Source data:
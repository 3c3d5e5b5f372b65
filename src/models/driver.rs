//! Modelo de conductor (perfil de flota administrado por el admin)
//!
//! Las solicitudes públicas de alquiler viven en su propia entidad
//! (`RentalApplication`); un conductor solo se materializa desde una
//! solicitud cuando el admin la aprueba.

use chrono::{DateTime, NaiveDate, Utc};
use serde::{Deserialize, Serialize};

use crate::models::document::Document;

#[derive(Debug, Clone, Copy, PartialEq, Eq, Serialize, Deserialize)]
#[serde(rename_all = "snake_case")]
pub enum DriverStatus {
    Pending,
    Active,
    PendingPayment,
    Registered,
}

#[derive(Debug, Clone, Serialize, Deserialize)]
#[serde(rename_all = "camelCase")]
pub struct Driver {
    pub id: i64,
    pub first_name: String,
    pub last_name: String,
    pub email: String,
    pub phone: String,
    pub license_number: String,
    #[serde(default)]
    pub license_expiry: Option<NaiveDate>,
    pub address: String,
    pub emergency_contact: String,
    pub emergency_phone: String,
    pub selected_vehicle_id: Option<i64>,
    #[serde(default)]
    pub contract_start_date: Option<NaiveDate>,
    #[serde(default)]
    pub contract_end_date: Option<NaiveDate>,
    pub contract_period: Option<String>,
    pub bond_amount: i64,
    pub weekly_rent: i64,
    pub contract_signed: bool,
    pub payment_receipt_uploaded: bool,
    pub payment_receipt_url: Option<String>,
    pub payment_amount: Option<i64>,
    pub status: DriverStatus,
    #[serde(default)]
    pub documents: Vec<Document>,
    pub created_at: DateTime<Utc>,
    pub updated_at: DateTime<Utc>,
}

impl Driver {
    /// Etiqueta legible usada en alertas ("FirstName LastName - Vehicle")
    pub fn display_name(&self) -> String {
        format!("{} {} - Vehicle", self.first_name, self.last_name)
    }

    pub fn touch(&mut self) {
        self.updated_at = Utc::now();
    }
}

--

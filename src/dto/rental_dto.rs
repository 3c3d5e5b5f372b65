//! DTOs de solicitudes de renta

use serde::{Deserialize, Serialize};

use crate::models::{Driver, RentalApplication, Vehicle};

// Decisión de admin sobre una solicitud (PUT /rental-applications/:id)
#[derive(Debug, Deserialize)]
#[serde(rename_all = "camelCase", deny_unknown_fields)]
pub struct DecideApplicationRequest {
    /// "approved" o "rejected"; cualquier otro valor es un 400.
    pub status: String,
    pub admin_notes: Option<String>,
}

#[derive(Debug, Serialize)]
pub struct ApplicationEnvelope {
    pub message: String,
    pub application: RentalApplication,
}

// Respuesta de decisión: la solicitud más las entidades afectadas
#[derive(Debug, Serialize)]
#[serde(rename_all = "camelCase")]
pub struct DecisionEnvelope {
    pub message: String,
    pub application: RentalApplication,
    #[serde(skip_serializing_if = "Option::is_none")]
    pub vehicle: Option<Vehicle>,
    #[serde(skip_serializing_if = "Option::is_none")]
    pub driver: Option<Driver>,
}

What you are asked to do:
Only one thing belongs in the answer: the number of lines of the data that contain the string "models".

Answer space:
3